Terjatuh
"Ittekimasu~" Kuroko bergumam keluar rumah. Tidak ada yang menjawab salamnya. Lagi, orang tuanya tidak di rumah karena alasan kerja. Mengunci pintu dan bergegas ke gerbang.
Berjalan kaki menuju ke sekolah yang jaraknya cukup dekat. Tanpa mengeluarkan uang untuk naik bus ke sekolah.

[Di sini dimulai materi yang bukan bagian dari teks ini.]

//! Image loading pipeline: uploaded bytes -> ordered raster frames.
//!
//! Branches on the (case-insensitive) file extension. PDFs are rasterized
//! one RGB frame per page via pdfium; single raster formats decode to a
//! one-element sequence. Everything happens in memory; callers own any
//! temporary storage.
//!
//! pdfium wraps a C++ library with thread-local state, so callers in async
//! contexts should run [`load_into_images`] under
//! `tokio::task::spawn_blocking`.

use image::DynamicImage;
use pdfium_render::prelude::*;
use thiserror::Error;

use crate::storage::file_extension;

/// Raster extensions decodable by the `image` crate.
const RASTER_EXTENSIONS: &[&str] = &["png", "jpg", "jpeg", "tiff"];

/// Errors from the image loading pipeline.
#[derive(Debug, Error)]
pub enum PipelineError {
    #[error("unsupported file format: {0:?}")]
    UnsupportedFormat(Option<String>),

    #[error("PDF rasterization failed: {0}")]
    Pdf(String),

    #[error("image decoding failed: {0}")]
    Image(#[from] image::ImageError),
}

/// Whether the pipeline can decode a file with this name.
pub fn is_supported(filename: &str) -> bool {
    match file_extension(filename) {
        Some(ext) => ext == "pdf" || RASTER_EXTENSIONS.contains(&ext.as_str()),
        None => false,
    }
}

/// Decode uploaded bytes into an ordered sequence of raster frames.
///
/// The filename is used only for extension sniffing. Fails without a
/// partial result on unsupported extensions or undecodable content.
pub fn load_into_images(
    bytes: &[u8],
    filename: &str,
    dpi: u32,
) -> Result<Vec<DynamicImage>, PipelineError> {
    let ext = file_extension(filename);
    match ext.as_deref() {
        Some("pdf") => render_pdf_pages(bytes, dpi),
        Some(e) if RASTER_EXTENSIONS.contains(&e) => {
            let img = image::load_from_memory(bytes)?;
            Ok(vec![img])
        }
        _ => Err(PipelineError::UnsupportedFormat(ext)),
    }
}

/// Rasterize every page of a PDF, in page order, one RGB frame per page.
fn render_pdf_pages(bytes: &[u8], dpi: u32) -> Result<Vec<DynamicImage>, PipelineError> {
    let pdfium = Pdfium::default();
    let document = pdfium
        .load_pdf_from_byte_slice(bytes, None)
        .map_err(|e| PipelineError::Pdf(format!("{e:?}")))?;

    let pages = document.pages();
    let mut frames = Vec::with_capacity(pages.len() as usize);

    for page in pages.iter() {
        // Page sizes are in points (1/72 inch); scale to the target DPI.
        let width_px = (page.width().value * dpi as f32 / 72.0).round() as i32;
        let config = PdfRenderConfig::new().set_target_width(width_px.max(1));

        let bitmap = page
            .render_with_config(&config)
            .map_err(|e| PipelineError::Pdf(format!("{e:?}")))?;
        frames.push(DynamicImage::ImageRgb8(bitmap.as_image().to_rgb8()));
    }

    Ok(frames)
}
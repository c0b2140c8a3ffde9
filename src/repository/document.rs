//! Document repository: one row per uploaded artifact.
//!
//! All mutations are single-statement or single-transaction atomic, so a
//! concurrent reader never observes a half-written status/result pair.

use std::path::{Path, PathBuf};

use chrono::{DateTime, Utc};
use rusqlite::{params, Connection, OptionalExtension, Row};

use super::{connect, parse_datetime, RepositoryError, Result};
use crate::models::{Document, DocumentStatus};

/// SQLite-backed document store.
pub struct DocumentRepository {
    db_path: PathBuf,
}

impl DocumentRepository {
    /// Open the repository, creating the schema if needed.
    pub fn new(db_path: &Path) -> Result<Self> {
        let repo = Self {
            db_path: db_path.to_path_buf(),
        };
        repo.init_schema()?;
        Ok(repo)
    }

    pub(crate) fn connect(&self) -> Result<Connection> {
        connect(&self.db_path)
    }

    fn init_schema(&self) -> Result<()> {
        let conn = self.connect()?;
        conn.execute_batch(
            r#"
            CREATE TABLE IF NOT EXISTS documents (
                id INTEGER PRIMARY KEY AUTOINCREMENT,
                filename TEXT NOT NULL,
                status TEXT NOT NULL DEFAULT 'uploaded',
                result_json TEXT,
                created_at TEXT NOT NULL,
                updated_at TEXT NOT NULL
            );

            CREATE INDEX IF NOT EXISTS idx_documents_status ON documents(status);
            "#,
        )?;
        Ok(())
    }

    fn row_to_document(row: &Row<'_>) -> rusqlite::Result<Document> {
        let status_raw: String = row.get("status")?;
        let created_at: String = row.get("created_at")?;
        let updated_at: String = row.get("updated_at")?;
        Ok(Document {
            id: row.get("id")?,
            filename: row.get("filename")?,
            status: DocumentStatus::from_str(&status_raw).unwrap_or(DocumentStatus::Error),
            created_at: parse_datetime(&created_at),
            updated_at: parse_datetime(&updated_at),
            result_json: row.get("result_json")?,
        })
    }

    /// Create a document in `uploaded` state and return it.
    pub fn create(&self, filename: &str) -> Result<Document> {
        let conn = self.connect()?;
        let now = Utc::now();
        conn.execute(
            "INSERT INTO documents (filename, status, created_at, updated_at)
             VALUES (?1, ?2, ?3, ?3)",
            params![
                filename,
                DocumentStatus::Uploaded.as_str(),
                now.to_rfc3339()
            ],
        )?;
        let id = conn.last_insert_rowid();
        Ok(Document {
            id,
            filename: filename.to_string(),
            status: DocumentStatus::Uploaded,
            created_at: now,
            updated_at: now,
            result_json: None,
        })
    }

    /// Get a document by id.
    pub fn get(&self, id: i64) -> Result<Option<Document>> {
        let conn = self.connect()?;
        let mut stmt = conn.prepare("SELECT * FROM documents WHERE id = ?")?;
        let doc = stmt
            .query_row(params![id], Self::row_to_document)
            .optional()?;
        Ok(doc)
    }

    /// Get a document by id, failing with `NotFound` if absent.
    pub fn get_required(&self, id: i64) -> Result<Document> {
        self.get(id)?.ok_or(RepositoryError::NotFound(id))
    }

    /// Advance the status of a document.
    ///
    /// Ordinary transitions are monotonic: moving backward (or sideways
    /// between terminal states) is rejected. Re-enqueue goes through
    /// [`mark_queued`](Self::mark_queued) instead.
    pub fn update_status(&self, id: i64, status: DocumentStatus) -> Result<()> {
        let mut conn = self.connect()?;
        let tx = conn.transaction()?;

        let current: Option<String> = tx
            .query_row(
                "SELECT status FROM documents WHERE id = ?",
                params![id],
                |row| row.get(0),
            )
            .optional()?;
        let current = current.ok_or(RepositoryError::NotFound(id))?;
        let from = DocumentStatus::from_str(&current).unwrap_or(DocumentStatus::Error);
        if !from.can_advance_to(status) {
            return Err(RepositoryError::InvalidTransition { from, to: status });
        }

        tx.execute(
            "UPDATE documents SET status = ?1, updated_at = ?2 WHERE id = ?3",
            params![status.as_str(), Utc::now().to_rfc3339(), id],
        )?;
        tx.commit()?;
        Ok(())
    }

    /// Mark a document `queued`, clearing any previous result.
    ///
    /// This is the explicit enqueue/re-enqueue path: it is allowed from any
    /// state, including terminal ones, and resets the lifecycle from
    /// `queued` forward.
    pub fn mark_queued(&self, id: i64) -> Result<()> {
        let conn = self.connect()?;
        let changed = conn.execute(
            "UPDATE documents SET status = 'queued', result_json = NULL, updated_at = ?1
             WHERE id = ?2",
            params![Utc::now().to_rfc3339(), id],
        )?;
        if changed == 0 {
            return Err(RepositoryError::NotFound(id));
        }
        Ok(())
    }

    /// Claim a document for processing.
    ///
    /// Returns false if the document is not currently `queued` - another
    /// worker already holds it, or a stale job was redelivered after the
    /// document reached a terminal state. Callers treat false as a no-op.
    pub fn begin_processing(&self, id: i64) -> Result<bool> {
        let conn = self.connect()?;
        let changed = conn.execute(
            "UPDATE documents SET status = 'processing', updated_at = ?1
             WHERE id = ?2 AND status = 'queued'",
            params![Utc::now().to_rfc3339(), id],
        )?;
        Ok(changed == 1)
    }

    /// Store the inference result and mark the document `done` in one write.
    pub fn set_result(&self, id: i64, payload: &str) -> Result<()> {
        let conn = self.connect()?;
        let changed = conn.execute(
            "UPDATE documents SET result_json = ?1, status = 'done', updated_at = ?2
             WHERE id = ?3",
            params![payload, Utc::now().to_rfc3339(), id],
        )?;
        if changed == 0 {
            return Err(RepositoryError::NotFound(id));
        }
        Ok(())
    }

    /// Mark a document failed, clearing any partial result.
    pub fn mark_error(&self, id: i64) -> Result<()> {
        let conn = self.connect()?;
        let changed = conn.execute(
            "UPDATE documents SET status = 'error', result_json = NULL, updated_at = ?1
             WHERE id = ?2",
            params![Utc::now().to_rfc3339(), id],
        )?;
        if changed == 0 {
            return Err(RepositoryError::NotFound(id));
        }
        Ok(())
    }

    /// Delete a document row.
    pub fn delete(&self, id: i64) -> Result<()> {
        let conn = self.connect()?;
        let changed = conn.execute("DELETE FROM documents WHERE id = ?", params![id])?;
        if changed == 0 {
            return Err(RepositoryError::NotFound(id));
        }
        Ok(())
    }

    /// Requeue documents stuck in `processing` since before `cutoff`.
    ///
    /// Recovery sweep for workers that died mid-job: the document goes back
    /// to `queued` so the redelivered job can claim it. Returns the affected
    /// ids for logging.
    pub fn requeue_stale_processing(&self, cutoff: DateTime<Utc>) -> Result<Vec<i64>> {
        let conn = self.connect()?;
        let mut stmt = conn.prepare(
            "UPDATE documents SET status = 'queued', updated_at = ?1
             WHERE status = 'processing' AND updated_at < ?2
             RETURNING id",
        )?;
        let ids = stmt
            .query_map(
                params![Utc::now().to_rfc3339(), cutoff.to_rfc3339()],
                |row| row.get(0),
            )?
            .collect::<std::result::Result<Vec<i64>, _>>()?;
        Ok(ids)
    }
}

#[cfg(test)]
mod tests {
    use super::*;
    use chrono::Duration;
    use tempfile::tempdir;

    fn repo() -> (DocumentRepository, tempfile::TempDir) {
        let dir = tempdir().unwrap();
        let repo = DocumentRepository::new(&dir.path().join("test.db")).unwrap();
        (repo, dir)
    }

    #[test]
    fn create_and_get() {
        let (repo, _dir) = repo();
        let doc = repo.create("page.pdf").unwrap();
        assert_eq!(doc.status, DocumentStatus::Uploaded);

        let fetched = repo.get(doc.id).unwrap().unwrap();
        assert_eq!(fetched.filename, "page.pdf");
        assert_eq!(fetched.status, DocumentStatus::Uploaded);
        assert!(fetched.result_json.is_none());
    }

    #[test]
    fn get_unknown_is_none() {
        let (repo, _dir) = repo();
        assert!(repo.get(42).unwrap().is_none());
        assert!(matches!(
            repo.get_required(42),
            Err(RepositoryError::NotFound(42))
        ));
    }

    #[test]
    fn status_never_moves_backward() {
        let (repo, _dir) = repo();
        let doc = repo.create("a.png").unwrap();

        repo.mark_queued(doc.id).unwrap();
        assert!(repo.begin_processing(doc.id).unwrap());
        repo.set_result(doc.id, "{\"text\":\"hi\"}").unwrap();

        let err = repo
            .update_status(doc.id, DocumentStatus::Processing)
            .unwrap_err();
        assert!(matches!(err, RepositoryError::InvalidTransition { .. }));

        let fetched = repo.get(doc.id).unwrap().unwrap();
        assert_eq!(fetched.status, DocumentStatus::Done);
    }

    #[test]
    fn reenqueue_resets_state_and_result() {
        let (repo, _dir) = repo();
        let doc = repo.create("a.png").unwrap();
        repo.mark_queued(doc.id).unwrap();
        assert!(repo.begin_processing(doc.id).unwrap());
        repo.set_result(doc.id, "{}").unwrap();

        repo.mark_queued(doc.id).unwrap();
        let fetched = repo.get(doc.id).unwrap().unwrap();
        assert_eq!(fetched.status, DocumentStatus::Queued);
        assert!(fetched.result_json.is_none());
    }

    #[test]
    fn begin_processing_claims_once() {
        let (repo, _dir) = repo();
        let doc = repo.create("a.png").unwrap();
        repo.mark_queued(doc.id).unwrap();

        assert!(repo.begin_processing(doc.id).unwrap());
        // A second worker sees `processing` and backs off.
        assert!(!repo.begin_processing(doc.id).unwrap());
    }

    #[test]
    fn begin_processing_noop_on_terminal() {
        let (repo, _dir) = repo();
        let doc = repo.create("a.png").unwrap();
        repo.mark_queued(doc.id).unwrap();
        assert!(repo.begin_processing(doc.id).unwrap());
        repo.set_result(doc.id, "{}").unwrap();

        assert!(!repo.begin_processing(doc.id).unwrap());
    }

    #[test]
    fn mark_error_clears_result() {
        let (repo, _dir) = repo();
        let doc = repo.create("a.png").unwrap();
        repo.mark_queued(doc.id).unwrap();
        repo.begin_processing(doc.id).unwrap();
        repo.mark_error(doc.id).unwrap();

        let fetched = repo.get(doc.id).unwrap().unwrap();
        assert_eq!(fetched.status, DocumentStatus::Error);
        assert!(fetched.result_json.is_none());
    }

    #[test]
    fn delete_removes_row() {
        let (repo, _dir) = repo();
        let doc = repo.create("a.png").unwrap();
        repo.delete(doc.id).unwrap();
        assert!(repo.get(doc.id).unwrap().is_none());
        assert!(matches!(
            repo.delete(doc.id),
            Err(RepositoryError::NotFound(_))
        ));
    }

    #[test]
    fn stale_processing_is_requeued() {
        let (repo, _dir) = repo();
        let doc = repo.create("a.png").unwrap();
        repo.mark_queued(doc.id).unwrap();
        repo.begin_processing(doc.id).unwrap();

        // Nothing is stale yet.
        let cutoff = Utc::now() - Duration::minutes(30);
        assert!(repo.requeue_stale_processing(cutoff).unwrap().is_empty());

        // A cutoff in the future makes the claim stale.
        let cutoff = Utc::now() + Duration::minutes(1);
        let ids = repo.requeue_stale_processing(cutoff).unwrap();
        assert_eq!(ids, vec![doc.id]);
        let fetched = repo.get(doc.id).unwrap().unwrap();
        assert_eq!(fetched.status, DocumentStatus::Queued);
    }
}
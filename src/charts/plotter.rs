//! Chart Plotter Module
//! Scatter layers for the two plot variants using egui_plot.

use crate::config::{METHOD_BH_LABEL, METHOD_NW_LABEL};
use egui::Color32;
use egui_plot::{GridMark, Legend, Plot, PlotPoints, Points};

/// Sequential palette keyed by problem size (viridis anchors).
pub const SIZE_PALETTE: [Color32; 4] = [
    Color32::from_rgb(68, 1, 84),    // Violet
    Color32::from_rgb(49, 104, 142), // Blue
    Color32::from_rgb(53, 183, 121), // Green
    Color32::from_rgb(253, 231, 37), // Yellow
];

/// Colors for the two compared methods.
pub const NW_COLOR: Color32 = Color32::from_rgb(31, 119, 180); // Blue
pub const BH_COLOR: Color32 = Color32::from_rgb(255, 127, 14); // Orange

/// Points of one problem size, jitter already applied to x.
#[derive(Clone, Debug)]
pub struct SizeGroup {
    pub size: i64,
    pub points: Vec<[f64; 2]>,
}

/// Chart data for the single-metric scatter.
#[derive(Clone, Debug)]
pub struct MetricScatterData {
    pub metric: String,
    pub tick_sizes: Vec<i64>,
    pub groups: Vec<SizeGroup>,
}

/// One per-size comparison panel: both method clouds at their jittered
/// category positions (Nord-Ouest near 0, Balas-Hammer near 1).
#[derive(Clone)]
pub struct SizePanel {
    pub size: i64,
    pub runs: usize,
    pub nord_ouest: Vec<[f64; 2]>,
    pub balas_hammer: Vec<[f64; 2]>,
}

/// Chart data for the per-size method comparison grid.
#[derive(Clone)]
pub struct ComparisonData {
    pub expected_runs: usize,
    pub panels: Vec<SizePanel>,
}

/// Draws the scatter layers for both plot variants.
pub struct ScatterPlotter;

impl ScatterPlotter {
    /// Get color for a size group.
    pub fn size_color(group_index: usize) -> Color32 {
        SIZE_PALETTE[group_index % SIZE_PALETTE.len()]
    }

    /// Draw the single-metric scatter.
    /// X ticks are pinned to the true (non-jittered) sizes; the legend is
    /// keyed by `n`.
    pub fn draw_metric_scatter(ui: &mut egui::Ui, data: &MetricScatterData) {
        let ticks = data.tick_sizes.clone();
        let tick_labels = data.tick_sizes.clone();

        Plot::new("metric_scatter")
            .legend(Legend::default())
            .x_axis_label("Problem size n")
            .y_axis_label(format!("Measured value ({})", data.metric))
            .allow_scroll(false)
            // Force the gridlines onto the exact size values
            .x_grid_spacer(move |_input| {
                ticks
                    .iter()
                    .map(|&size| GridMark {
                        value: size as f64,
                        step_size: 1000.0,
                    })
                    .collect()
            })
            .x_axis_formatter(move |mark, _range| {
                let value = mark.value.round() as i64;
                if tick_labels.contains(&value) {
                    value.to_string()
                } else {
                    String::new()
                }
            })
            .show(ui, |plot_ui| {
                for (i, group) in data.groups.iter().enumerate() {
                    let points = PlotPoints::from_iter(group.points.iter().copied());
                    plot_ui.points(
                        Points::new(points)
                            .radius(4.0)
                            .color(Self::size_color(i))
                            .name(format!("n = {}", group.size)),
                    );
                }
            });
    }

    /// Draw one comparison panel. The figure-level legend replaces the
    /// per-panel one.
    pub fn draw_method_panel(ui: &mut egui::Ui, panel: &SizePanel, height: f32) {
        Plot::new(format!("method_panel_{}", panel.size))
            .height(height)
            .allow_zoom(false)
            .allow_drag(false)
            .allow_scroll(false)
            .y_axis_label("Total time (s)")
            .include_x(-0.5)
            .include_x(1.5)
            .x_grid_spacer(|_input| {
                vec![
                    GridMark {
                        value: 0.0,
                        step_size: 2.0,
                    },
                    GridMark {
                        value: 1.0,
                        step_size: 2.0,
                    },
                ]
            })
            .x_axis_formatter(|mark, _range| match mark.value.round() as i64 {
                0 => METHOD_NW_LABEL.to_string(),
                1 => METHOD_BH_LABEL.to_string(),
                _ => String::new(),
            })
            .show(ui, |plot_ui| {
                plot_ui.points(
                    Points::new(PlotPoints::from_iter(panel.nord_ouest.iter().copied()))
                        .radius(3.0)
                        .color(NW_COLOR),
                );
                plot_ui.points(
                    Points::new(PlotPoints::from_iter(panel.balas_hammer.iter().copied()))
                        .radius(3.0)
                        .color(BH_COLOR),
                );
            });
    }
}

Selama di perjalanan Kuroko membaca novel berkaitan dengan sastra. Kuroko serius berkonsentrasi dengan kumpulan kata-kata dalam novel tersebut.
Tidak sadar dirinya sudah berada di kawasan sekolah di jalan masuk gedung utama. Masih terfokus dalam bacaan sampai ada yang menginterupsi kegiatan Kuroko.
"Kurokocchi!" Teriak Kise dari kejauhan.
Mendengar namanya di panggil, Kuroko menoleh ke belakang. Terlihat Kise berlari ke arah dirinya. Menyimpan kembali novel di tas, Kuroko menyambut Kise dengan ekspresi datar.
"Ohayou, Kise-kun." Salam Kuroko.
"Ohayou, Kurokocchi~" Kise memeluk Kuroko erat. Kuroko menahan napas serasa sesak.
"Lepaskan aku, Kise-kun," gumam Kuroko tidak melepas diri.
"Ma-maaf-ssu. Aku kangen. Hehehe. Aku tidak menyangka kita satu sekolah. Jadi bisa bertemu Kurokocchi setiap hari~" Kise cengir polos.
"Kise-kun tidak memakai seragam?" ucap Kuroko mengabaikan perkataan terakhir Kise. Sekarang Kise memakai kaos lengan pendek warna kuning polos dan celana sport warna abu-abu selutut.
"Hidoii~" Kise muram dan pundung dengan gumaman tidak jelas.
Kuroko melihat sikap Kise berubah, "Ada apa?"
"Aku di beri hukuman sama Akashicchi tadi malam-ssu, karena telat pulang ke rumah" ucap Kise tak bersemangat.
"Hukuman?"
"Ya-ssu," Kise menangis buaya.
"Apa itu?" ucap Kuroko datar dan sedikit prihatin.
"Aku harus berlari sekeliling sekolah sebanyak 25 kali-ssu. Sekolah kan luas sekali," Kise merentangkan tangan pasrah menggambarkan beban berat yang harus di lalui.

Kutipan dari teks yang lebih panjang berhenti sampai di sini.